We could not completely remove the tumor extending all the way to the fundus even with the endoscope through the retrosigmoid approach. To remove the tumor located in the fundus completely, the middle fossa approach should be selected for hearing preservation,14 and the translabyrinthine approach when hearing preservation is not an issue, instead of the retrosigmoid approach.

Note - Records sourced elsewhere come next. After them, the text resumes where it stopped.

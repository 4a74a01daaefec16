//! Append-only event log backed by DashMap, with a resource-ownership
//! registry for tenant-scoped cohort joins.

use std::collections::HashSet;

use chrono::{DateTime, Utc};
use creatorhub_core::types::{Event, ResourceOwner};
use creatorhub_core::HubResult;
use dashmap::DashMap;
use uuid::Uuid;

/// In-memory event store. Events are append-only; the funnel queries never
/// mutate or delete them.
pub struct EventLog {
    events: DashMap<Uuid, Event>,
    owners: DashMap<String, ResourceOwner>,
}

impl Default for EventLog {
    fn default() -> Self {
        Self::new()
    }
}

impl EventLog {
    pub fn new() -> Self {
        Self {
            events: DashMap::new(),
            owners: DashMap::new(),
        }
    }

    /// Append an instrumentation event.
    pub fn record(&self, event: Event) {
        self.events.insert(event.event_id, event);
    }

    /// Register the owning tenant and creator for a course or product.
    pub fn set_resource_owner(&self, resource_id: impl Into<String>, owner: ResourceOwner) {
        self.owners.insert(resource_id.into(), owner);
    }

    /// All events with `start <= timestamp <= end`, optionally restricted to
    /// events tagged with the given tenant.
    pub fn events_between(
        &self,
        start: DateTime<Utc>,
        end: DateTime<Utc>,
        tenant_id: Option<&str>,
    ) -> HubResult<Vec<Event>> {
        let events = self
            .events
            .iter()
            .filter(|e| {
                let ev = e.value();
                ev.timestamp >= start
                    && ev.timestamp <= end
                    && tenant_id.map_or(true, |t| ev.tenant_id.as_deref() == Some(t))
            })
            .map(|e| e.value().clone())
            .collect();
        Ok(events)
    }

    /// Resource ids owned by the given tenant.
    pub fn owned_resources(&self, tenant_id: &str) -> HashSet<String> {
        self.owners
            .iter()
            .filter(|o| o.value().tenant_id == tenant_id)
            .map(|o| o.key().clone())
            .collect()
    }

    /// Ownership record for a single resource.
    pub fn resource_owner(&self, resource_id: &str) -> Option<ResourceOwner> {
        self.owners.get(resource_id).map(|o| o.value().clone())
    }

    /// Timestamp of the actor's most recent event of any type.
    pub fn last_activity(&self, actor_key: &str) -> Option<DateTime<Utc>> {
        self.events
            .iter()
            .filter(|e| e.value().actor_key == actor_key)
            .map(|e| e.value().timestamp)
            .max()
    }

    pub fn len(&self) -> usize {
        self.events.len()
    }

    pub fn is_empty(&self) -> bool {
        self.events.is_empty()
    }
}

#[cfg(test)]
mod tests {
    use super::*;
    use chrono::TimeZone;
    use creatorhub_core::types::EventType;

    fn ts(secs: i64) -> DateTime<Utc> {
        Utc.timestamp_opt(secs, 0).unwrap()
    }

    #[test]
    fn test_window_is_inclusive_on_both_ends() {
        let log = EventLog::new();
        for secs in [99, 100, 150, 200, 201] {
            log.record(Event::new(
                EventType::PageView,
                format!("actor_{secs}"),
                None,
                None,
                ts(secs),
            ));
        }

        let window = log.events_between(ts(100), ts(200), None).unwrap();
        assert_eq!(window.len(), 3);
        assert!(window.iter().all(|e| e.timestamp >= ts(100) && e.timestamp <= ts(200)));
    }

    #[test]
    fn test_tenant_filter_matches_event_field() {
        let log = EventLog::new();
        log.record(Event::new(EventType::Signup, "a1", Some("store_1"), None, ts(10)));
        log.record(Event::new(EventType::Signup, "a2", Some("store_2"), None, ts(10)));
        log.record(Event::new(EventType::Signup, "a3", None, None, ts(10)));

        let scoped = log.events_between(ts(0), ts(100), Some("store_1")).unwrap();
        assert_eq!(scoped.len(), 1);
        assert_eq!(scoped[0].actor_key, "a1");

        let all = log.events_between(ts(0), ts(100), None).unwrap();
        assert_eq!(all.len(), 3);
    }

    #[test]
    fn test_ownership_registry() {
        let log = EventLog::new();
        log.set_resource_owner(
            "course_1",
            ResourceOwner {
                tenant_id: "store_1".to_string(),
                owner_key: "creator_1".to_string(),
            },
        );
        log.set_resource_owner(
            "course_2",
            ResourceOwner {
                tenant_id: "store_2".to_string(),
                owner_key: "creator_2".to_string(),
            },
        );

        let owned = log.owned_resources("store_1");
        assert!(owned.contains("course_1"));
        assert!(!owned.contains("course_2"));
        assert_eq!(log.resource_owner("course_2").unwrap().owner_key, "creator_2");
    }

    #[test]
    fn test_last_activity_is_max_timestamp() {
        let log = EventLog::new();
        log.record(Event::new(EventType::PageView, "a1", None, None, ts(50)));
        log.record(Event::new(EventType::Enrollment, "a1", None, Some("c1"), ts(500)));
        log.record(Event::new(EventType::PageView, "a1", None, None, ts(200)));

        assert_eq!(log.last_activity("a1"), Some(ts(500)));
        assert_eq!(log.last_activity("missing"), None);
        assert_eq!(log.len(), 3);
    }
}
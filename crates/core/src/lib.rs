pub mod config;
pub mod error;
pub mod types;

pub use config::{AppConfig, FeatureFlags, FunnelConfig};
pub use error::{HubError, HubResult};
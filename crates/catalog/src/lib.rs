//! Hybrid product catalog — feature-flagged routing between the legacy
//! course system and the new marketplace backend.

pub mod backend;
pub mod legacy;
pub mod marketplace;
pub mod service;
pub mod types;

pub use backend::ProductBackend;
pub use legacy::LegacyCourseStore;
pub use marketplace::MarketplaceStore;
pub use service::ProductService;
pub use types::{Product, ProductKind, ProductStatus, Route};
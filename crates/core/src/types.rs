use chrono::{DateTime, Utc};
use serde::{Deserialize, Serialize};
use uuid::Uuid;

/// An immutable instrumentation fact recorded by the platform.
///
/// `actor_key` is the user id when the actor is authenticated, otherwise an
/// anonymous session id. Events are append-only; nothing downstream mutates
/// or deletes them.
#[derive(Debug, Clone, Serialize, Deserialize)]
pub struct Event {
    pub event_id: Uuid,
    pub event_type: EventType,
    pub actor_key: String,
    /// Storefront the event occurred on, when known.
    pub tenant_id: Option<String>,
    /// Course or product the event refers to, when applicable.
    pub resource_id: Option<String>,
    pub timestamp: DateTime<Utc>,
}

impl Event {
    /// Convenience constructor for instrumentation call sites.
    pub fn new(
        event_type: EventType,
        actor_key: impl Into<String>,
        tenant_id: Option<&str>,
        resource_id: Option<&str>,
        timestamp: DateTime<Utc>,
    ) -> Self {
        Self {
            event_id: Uuid::new_v4(),
            event_type,
            actor_key: actor_key.into(),
            tenant_id: tenant_id.map(|s| s.to_string()),
            resource_id: resource_id.map(|s| s.to_string()),
            timestamp,
        }
    }
}

/// Instrumented event types across the platform.
#[derive(Debug, Clone, Copy, Serialize, Deserialize, PartialEq, Eq, Hash)]
#[serde(rename_all = "snake_case")]
pub enum EventType {
    // Learner-side events
    PageView,
    Signup,
    Login,
    Enrollment,
    LessonCompleted,
    WishlistAdded,
    // Creator-side events
    CourseCreated,
    CoursePublished,
    // Commerce events
    Sale,
    Refund,
}

/// Ownership record for a tenant-scoped resource (course or product).
///
/// Cohorts for resource-linked stages join against this instead of relying on
/// the event's own tenant field.
#[derive(Debug, Clone, Serialize, Deserialize)]
pub struct ResourceOwner {
    /// Storefront that owns the resource.
    pub tenant_id: String,
    /// User key of the creator who owns the storefront.
    pub owner_key: String,
}

/// Which funnel a stuck-user query runs against.
#[derive(Debug, Clone, Copy, PartialEq, Eq, Serialize, Deserialize)]
#[serde(rename_all = "snake_case")]
pub enum FunnelKind {
    Learner,
    Creator,
}
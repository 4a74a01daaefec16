use serde::Deserialize;

/// Root application configuration. Loaded from environment variables
/// with the prefix `CREATORHUB__` and TOML config files.
#[derive(Debug, Clone, Deserialize)]
pub struct AppConfig {
    #[serde(default = "default_instance_id")]
    pub instance_id: String,
    #[serde(default)]
    pub funnel: FunnelConfig,
    #[serde(default)]
    pub features: FeatureFlags,
}

/// Tunables for the funnel aggregation engine.
#[derive(Debug, Clone, Deserialize)]
pub struct FunnelConfig {
    /// How long an actor may sit on a stage before counting as stuck.
    #[serde(default = "default_staleness_window_days")]
    pub staleness_window_days: i64,
    /// Hard cap on returned stuck actors, to bound response size.
    #[serde(default = "default_stuck_result_cap")]
    pub stuck_result_cap: usize,
    /// Offset of the learner "return" window from the query start, in days.
    #[serde(default = "default_return_window_offset_days")]
    pub return_window_offset_days: i64,
    /// Length of the learner "return" window, in days.
    #[serde(default = "default_return_window_length_days")]
    pub return_window_length_days: i64,
}

/// Rollout flags for the hybrid product catalog. Resolved once at composition
/// time and threaded through constructors, never read from global state.
#[derive(Debug, Clone, Copy, Deserialize)]
pub struct FeatureFlags {
    #[serde(default = "default_legacy_courses_enabled")]
    pub legacy_courses_enabled: bool,
    #[serde(default = "default_use_new_marketplace")]
    pub use_new_marketplace: bool,
    #[serde(default = "default_unified_product_model")]
    pub unified_product_model: bool,
    #[serde(default = "default_parallel_system_run")]
    pub parallel_system_run: bool,
}

// Default functions
fn default_instance_id() -> String {
    "hub-01".to_string()
}
fn default_staleness_window_days() -> i64 {
    7
}
fn default_stuck_result_cap() -> usize {
    10
}
fn default_return_window_offset_days() -> i64 {
    7
}
fn default_return_window_length_days() -> i64 {
    7
}
fn default_legacy_courses_enabled() -> bool {
    true
}
fn default_use_new_marketplace() -> bool {
    false
}
fn default_unified_product_model() -> bool {
    false
}
fn default_parallel_system_run() -> bool {
    false
}

impl Default for FunnelConfig {
    fn default() -> Self {
        Self {
            staleness_window_days: default_staleness_window_days(),
            stuck_result_cap: default_stuck_result_cap(),
            return_window_offset_days: default_return_window_offset_days(),
            return_window_length_days: default_return_window_length_days(),
        }
    }
}

impl Default for FeatureFlags {
    fn default() -> Self {
        Self {
            legacy_courses_enabled: default_legacy_courses_enabled(),
            use_new_marketplace: default_use_new_marketplace(),
            unified_product_model: default_unified_product_model(),
            parallel_system_run: default_parallel_system_run(),
        }
    }
}

impl Default for AppConfig {
    fn default() -> Self {
        Self {
            instance_id: default_instance_id(),
            funnel: FunnelConfig::default(),
            features: FeatureFlags::default(),
        }
    }
}

impl AppConfig {
    /// Load configuration from environment variables.
    pub fn load() -> Result<Self, config::ConfigError> {
        let builder = config::Config::builder().add_source(
            config::Environment::with_prefix("CREATORHUB")
                .separator("__")
                .try_parsing(true)
                .list_separator(","),
        );

        let config = builder.build()?;
        config.try_deserialize()
    }
}
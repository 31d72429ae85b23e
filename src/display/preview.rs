use std::sync::{Arc, RwLock};

use opencv::core::{Mat, Point, Rect, Scalar, Vector};
use opencv::imgcodecs;
use opencv::imgproc;
use opencv::prelude::*;

use crate::analytics::DetectedObject;

/// Latest annotated preview frame as JPEG; None until the first frame
pub type SharedPreview = Arc<RwLock<Option<Vec<u8>>>>;

pub fn new_shared_preview() -> SharedPreview {
    Arc::new(RwLock::new(None))
}

const BOX_COLOR: (f64, f64, f64) = (0.0, 255.0, 0.0);

/// Draw bounding boxes and best labels onto a copy of the frame and
/// JPEG-encode it. Returns None when drawing or encoding fails; the
/// preview is cosmetic and must never take the pipeline down.
pub fn render_preview(frame: &Mat, objects: &[DetectedObject]) -> Option<Vec<u8>> {
    let mut canvas = frame.try_clone().ok()?;
    let color = Scalar::new(BOX_COLOR.0, BOX_COLOR.1, BOX_COLOR.2, 0.0);

    for obj in objects {
        let bbox = obj.bounding_box;
        let rect = Rect::new(
            bbox.x as i32,
            bbox.y as i32,
            bbox.width as i32,
            bbox.height as i32,
        );
        if imgproc::rectangle(&mut canvas, rect, color, 2, imgproc::LINE_8, 0).is_err() {
            continue;
        }

        let Some(label) = obj.best_label() else {
            continue;
        };
        let caption = match obj.tracking_id {
            Some(id) => format!("#{} {} {}%", id, label.text, (label.confidence * 100.0) as u8),
            None => format!("{} {}%", label.text, (label.confidence * 100.0) as u8),
        };
        let origin = Point::new(rect.x, (rect.y - 6).max(12));
        let _ = imgproc::put_text(
            &mut canvas,
            &caption,
            origin,
            imgproc::FONT_HERSHEY_SIMPLEX,
            0.5,
            color,
            1,
            imgproc::LINE_8,
            false,
        );
    }

    encode_jpeg(&canvas)
}

fn encode_jpeg(mat: &Mat) -> Option<Vec<u8>> {
    let mut buf = Vector::<u8>::new();
    let params = Vector::<i32>::new();
    imgcodecs::imencode(".jpg", mat, &mut buf, &params).ok()?;
    Some(buf.to_vec())
}
use ndarray::{Array4, ArrayViewD};
use ort::session::{builder::GraphOptimizationLevel, Session};
use ort::value::TensorRef;

use crate::config::DetectorConfig;

const DETECTOR_INPUT_SIZE: u32 = 640;

const COCO_CLASSES: [&str; 80] = [
    "person",
    "bicycle",
    "car",
    "motorcycle",
    "airplane",
    "bus",
    "train",
    "truck",
    "boat",
    "traffic light",
    "fire hydrant",
    "stop sign",
    "parking meter",
    "bench",
    "bird",
    "cat",
    "dog",
    "horse",
    "sheep",
    "cow",
    "elephant",
    "bear",
    "zebra",
    "giraffe",
    "backpack",
    "umbrella",
    "handbag",
    "tie",
    "suitcase",
    "frisbee",
    "skis",
    "snowboard",
    "sports ball",
    "kite",
    "baseball bat",
    "baseball glove",
    "skateboard",
    "surfboard",
    "tennis racket",
    "bottle",
    "wine glass",
    "cup",
    "fork",
    "knife",
    "spoon",
    "bowl",
    "banana",
    "apple",
    "sandwich",
    "orange",
    "broccoli",
    "carrot",
    "hot dog",
    "pizza",
    "donut",
    "cake",
    "chair",
    "couch",
    "potted plant",
    "bed",
    "dining table",
    "toilet",
    "tv",
    "laptop",
    "mouse",
    "remote",
    "keyboard",
    "cell phone",
    "microwave",
    "oven",
    "toaster",
    "sink",
    "refrigerator",
    "book",
    "clock",
    "vase",
    "scissors",
    "teddy bear",
    "hair drier",
    "toothbrush",
];

#[derive(Debug, Clone, Copy, PartialEq)]
pub struct BoundingBox {
    pub x: f32,
    pub y: f32,
    pub width: f32,
    pub height: f32,
}

#[derive(Debug, Clone)]
pub struct ObjectLabel {
    pub text: String,
    pub index: usize,
    pub confidence: f32,
}

/// One detected object: bounding box, tracking identifier once assigned,
/// and classification labels ordered by descending confidence
#[derive(Debug, Clone)]
pub struct DetectedObject {
    pub bounding_box: BoundingBox,
    pub tracking_id: Option<u64>,
    pub labels: Vec<ObjectLabel>,
}

impl DetectedObject {
    pub fn best_label(&self) -> Option<&ObjectLabel> {
        self.labels.first()
    }
}

pub struct ObjectDetector {
    session: Session,
    label_map: Vec<String>,
    confidence_threshold: f32,
    max_labels_per_object: usize,
    allowed_labels: Vec<String>,
}

impl ObjectDetector {
    pub fn new(config: &DetectorConfig) -> Result<Self, Box<dyn std::error::Error + Send + Sync>> {
        let builder = Session::builder()?
            .with_optimization_level(GraphOptimizationLevel::Level3)?
            .with_intra_threads(4)?;

        let session = if config.model.starts_with("http://") || config.model.starts_with("https://")
        {
            builder.commit_from_url(&config.model)?
        } else {
            builder.commit_from_file(&config.model)?
        };

        let label_map = match &config.labels_file {
            Some(path) => load_label_map(path)?,
            None => COCO_CLASSES.iter().map(|s| s.to_string()).collect(),
        };

        Ok(Self {
            session,
            label_map,
            confidence_threshold: config.confidence_threshold,
            max_labels_per_object: config.max_labels_per_object,
            allowed_labels: config.allowed_labels.clone(),
        })
    }

    pub fn detect(
        &mut self,
        frame: &opencv::core::Mat,
    ) -> Result<Vec<DetectedObject>, Box<dyn std::error::Error + Send + Sync>> {
        use opencv::prelude::*;

        let rows = frame.rows();
        let cols = frame.cols();
        if rows == 0 || cols == 0 {
            return Ok(Vec::new());
        }

        let (input_tensor, scale, pad_x, pad_y) = self.preprocess(frame)?;

        let tensor_ref = TensorRef::from_array_view(input_tensor.view())?.into_dyn();
        let outputs = self.session.run(ort::inputs![tensor_ref])?;

        // YOLO26 format: separate "logits" and "pred_boxes" outputs
        let (Some(logits_val), Some(boxes_val)) =
            (outputs.get("logits"), outputs.get("pred_boxes"))
        else {
            return Err(
                "Unsupported model format: expected YOLO26 with 'logits' and 'pred_boxes' outputs"
                    .into(),
            );
        };

        let logits = logits_val.try_extract_array::<f32>()?;
        let boxes = boxes_val.try_extract_array::<f32>()?;
        let logits_owned = logits.to_owned();
        let boxes_owned = boxes.to_owned();
        drop(outputs);

        let objects = decode_outputs(
            &logits_owned.view(),
            &boxes_owned.view(),
            &self.label_map,
            self.confidence_threshold,
            self.max_labels_per_object,
            &self.allowed_labels,
            scale,
            pad_x,
            pad_y,
            cols as f32,
            rows as f32,
        )?;

        Ok(objects)
    }

    fn preprocess(
        &self,
        frame: &opencv::core::Mat,
    ) -> Result<(Array4<f32>, f32, f32, f32), Box<dyn std::error::Error + Send + Sync>> {
        use opencv::core::{Mat, Size, BORDER_CONSTANT};
        use opencv::imgproc;
        use opencv::prelude::*;

        let rows = frame.rows() as f32;
        let cols = frame.cols() as f32;
        let input_size = DETECTOR_INPUT_SIZE as f32;

        let scale = (input_size / cols).min(input_size / rows);
        let new_w = (cols * scale).round() as i32;
        let new_h = (rows * scale).round() as i32;

        let mut resized = Mat::default();
        imgproc::resize(
            frame,
            &mut resized,
            Size::new(new_w, new_h),
            0.0,
            0.0,
            imgproc::INTER_LINEAR,
        )?;

        let pad_x = ((input_size as i32 - new_w) / 2) as f32;
        let pad_y = ((input_size as i32 - new_h) / 2) as f32;

        let mut padded = Mat::default();
        opencv::core::copy_make_border(
            &resized,
            &mut padded,
            pad_y as i32,
            input_size as i32 - new_h - pad_y as i32,
            pad_x as i32,
            input_size as i32 - new_w - pad_x as i32,
            BORDER_CONSTANT,
            opencv::core::Scalar::new(114.0, 114.0, 114.0, 0.0),
        )?;

        let mut rgb = Mat::default();
        imgproc::cvt_color(&padded, &mut rgb, imgproc::COLOR_BGR2RGB, 0)?;

        let data = rgb.data_bytes()?;
        let total_size = (DETECTOR_INPUT_SIZE * DETECTOR_INPUT_SIZE * 3) as usize;
        if data.len() < total_size {
            return Err("Frame data too small".into());
        }

        let mut tensor = Array4::<f32>::zeros((
            1,
            3,
            DETECTOR_INPUT_SIZE as usize,
            DETECTOR_INPUT_SIZE as usize,
        ));
        for y in 0..DETECTOR_INPUT_SIZE as usize {
            for x in 0..DETECTOR_INPUT_SIZE as usize {
                let idx = (y * DETECTOR_INPUT_SIZE as usize + x) * 3;
                tensor[[0, 0, y, x]] = data[idx] as f32 / 255.0;
                tensor[[0, 1, y, x]] = data[idx + 1] as f32 / 255.0;
                tensor[[0, 2, y, x]] = data[idx + 2] as f32 / 255.0;
            }
        }

        Ok((tensor, scale, pad_x, pad_y))
    }
}

fn load_label_map(path: &str) -> Result<Vec<String>, Box<dyn std::error::Error + Send + Sync>> {
    let content = std::fs::read_to_string(path)?;
    let labels: Vec<String> = content
        .lines()
        .map(|l| l.trim().to_string())
        .filter(|l| !l.is_empty())
        .collect();

    if labels.is_empty() {
        return Err(format!("label file {path} contains no labels").into());
    }

    Ok(labels)
}

fn decode_outputs(
    logits: &ArrayViewD<f32>,
    boxes: &ArrayViewD<f32>,
    label_map: &[String],
    confidence_threshold: f32,
    max_labels_per_object: usize,
    allowed_labels: &[String],
    scale: f32,
    pad_x: f32,
    pad_y: f32,
    orig_w: f32,
    orig_h: f32,
) -> Result<Vec<DetectedObject>, Box<dyn std::error::Error + Send + Sync>> {
    let logits_shape = logits.shape();
    let boxes_shape = boxes.shape();

    // Expected shapes: logits [1, 300, C], boxes [1, 300, 4]
    if logits_shape.len() < 2 || boxes_shape.len() < 2 {
        return Ok(Vec::new());
    }

    let num_candidates = if logits_shape.len() == 3 {
        logits_shape[1]
    } else {
        logits_shape[0]
    };
    let num_classes = if logits_shape.len() == 3 {
        logits_shape[2]
    } else {
        logits_shape[1]
    };

    let logits_flat = logits.as_slice().ok_or("Cannot get logits slice")?;
    let boxes_flat = boxes.as_slice().ok_or("Cannot get boxes slice")?;

    let input_size = DETECTOR_INPUT_SIZE as f32;
    let mut objects = Vec::new();

    for i in 0..num_candidates {
        // Every class clearing the threshold becomes a label for this candidate
        let mut labels = Vec::new();
        for j in 0..num_classes {
            let logit = logits_flat[i * num_classes + j];
            let score = 1.0 / (1.0 + (-logit).exp()); // sigmoid
            if score < confidence_threshold {
                continue;
            }

            let text = match label_map.get(j) {
                Some(name) => name.clone(),
                None => format!("class_{}", j),
            };
            labels.push(ObjectLabel {
                text,
                index: j,
                confidence: score,
            });
        }

        if labels.is_empty() {
            continue;
        }

        labels.sort_by(|a, b| b.confidence.total_cmp(&a.confidence));
        labels.truncate(max_labels_per_object);

        if !allowed_labels.is_empty() && !allowed_labels.contains(&labels[0].text) {
            continue;
        }

        // Box format: (cx, cy, w, h) normalized to [0, 1]
        let cx = boxes_flat[i * 4] * input_size;
        let cy = boxes_flat[i * 4 + 1] * input_size;
        let w = boxes_flat[i * 4 + 2] * input_size;
        let h = boxes_flat[i * 4 + 3] * input_size;

        // Convert to original image coordinates
        let x = ((cx - w / 2.0) - pad_x) / scale;
        let y = ((cy - h / 2.0) - pad_y) / scale;
        let obj_w = w / scale;
        let obj_h = h / scale;

        // Clamp to image bounds
        let x = x.max(0.0).min(orig_w);
        let y = y.max(0.0).min(orig_h);
        let obj_w = obj_w.min(orig_w - x);
        let obj_h = obj_h.min(orig_h - y);

        objects.push(DetectedObject {
            bounding_box: BoundingBox {
                x,
                y,
                width: obj_w,
                height: obj_h,
            },
            tracking_id: None,
            labels,
        });
    }

    Ok(objects)
}
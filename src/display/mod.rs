mod board;
mod preview;

pub use board::{LabelBoard, Slot, SLOT_COUNT};
pub use preview::{new_shared_preview, render_preview, SharedPreview};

Opened air cells of the temporal bone due to removal of the posterior wall of the IAC could also be recognized, and this information was useful to prevent postoperative leakage of CSF.4,8 In one case in whom the middle fossa approach was performed previously for removal of an intracanalicular vestibular schwannoma, the recognition of opened air cells using the endoscope was necessary to occlude this area.
Complication
The application of the endoscope is associated with risks of iatrogenic neural or vascular injuries.4,7 King et al5 reported the possibility of thermal injury caused by the heat generated by the light of the endoscope. They observed reversible changes of the auditory brainstem response, that is, diminution in amplitude of wave V, during positioning of the endoscope adjacent to the eighth nerve in 1 of 10 patients. On the other hand, thermographic evaluation by Hori et al did not reveal a significant increase in the local temperature due to use of the endoscope in an experimental study.4 Furthermore, Gerganov et al concluded that the application of the endoscope does not lead to heat-related or mechanical neural or vascular injuries, because the risk for loss of waves I, II, and V, both transiently or permanently, did not depend on the application of the endoscope and was similar in the endoscope-assisted group and the no endoscope group.1
Endoscope manipulation in the cerebellopontine angle cistern may lead to mechanical injury,7 and Hori et al reported mechanical injury of the facial nerve in 1 of 33 consecutive surgeries.4 To avoid this complication, we always introduce the endoscope under microscopic observation, and recently began using the Endo-arm for fixing the endoscope. The shift of the endoscope tip is small during the positioning procedure using the Endo-arm. Careful manipulation of the endoscope and careful case selection are necessary, as risks of endoscope usage, such as mechanical and/or heat-related injury, still exist.
Conclusion
The benefit of endoscopic assistance was shown for those patients whose tumors extended beyond the mid-portion of the IAC but did not reach the fundus. The significance of this observation was safe removal of the intracanalicular remnant tumor under recognizing clearly the boundary between tumor and cranial nerves.